> _What to do_
From the listing that follows, report the number of lines with the word "failure" in them, and no other output.

> _Available data_
··········
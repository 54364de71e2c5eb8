//! Newline-delimited JSON messages exchanged with the design-tool process.

use serde::{Deserialize, Serialize};
use serde_json::{Map, Value};

/// One request to the remote process. Serialized with the `command` tag the
/// remote dispatches on.
#[derive(Debug, Clone, PartialEq, Serialize, Deserialize)]
#[serde(tag = "command", rename_all = "snake_case")]
pub enum WireCommand {
    CreateComponent {
        component_name: String,
        parameters: Map<String, Value>,
    },
    ConnectParameters {
        source_component_guid: String,
        source_parameter_name: String,
        target_component_guid: String,
        target_parameter_name: String,
    },
    ClearCanvas,
}

impl WireCommand {
    pub fn name(&self) -> &'static str {
        match self {
            WireCommand::CreateComponent { .. } => "create_component",
            WireCommand::ConnectParameters { .. } => "connect_parameters",
            WireCommand::ClearCanvas => "clear_canvas",
        }
    }

    /// Encode as a single line, newline included.
    pub fn to_line(&self) -> Result<String, serde_json::Error> {
        let mut line = serde_json::to_string(self)?;
        line.push('\n');
        Ok(line)
    }
}

/// The remote's answer. Only `success` is guaranteed; anything beyond the
/// known fields is kept in `extra` and passed back to callers untouched.
#[derive(Debug, Clone, PartialEq, Serialize, Deserialize)]
pub struct RemoteResponse {
    pub success: bool,
    #[serde(default, skip_serializing_if = "Option::is_none")]
    pub component_guid: Option<String>,
    #[serde(default, skip_serializing_if = "Option::is_none")]
    pub error: Option<String>,
    #[serde(default, skip_serializing_if = "Option::is_none")]
    pub message: Option<String>,
    #[serde(flatten)]
    pub extra: Map<String, Value>,
}

impl RemoteResponse {
    pub fn ok() -> Self {
        Self {
            success: true,
            component_guid: None,
            error: None,
            message: None,
            extra: Map::new(),
        }
    }

    pub fn created(guid: impl Into<String>) -> Self {
        Self {
            component_guid: Some(guid.into()),
            ..Self::ok()
        }
    }

    pub fn failed(error: impl Into<String>) -> Self {
        Self {
            success: false,
            error: Some(error.into()),
            ..Self::ok()
        }
    }

    pub fn from_line(line: &str) -> Result<Self, serde_json::Error> {
        serde_json::from_str(line.trim_end_matches(['\r', '\n']))
    }

    /// The remote's failure payload, or a placeholder if it sent none.
    pub fn error_text(&self) -> String {
        self.error
            .clone()
            .or_else(|| self.message.clone())
            .unwrap_or_else(|| "Remote reported failure without an error message".to_string())
    }
}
··········
> _Task response_
2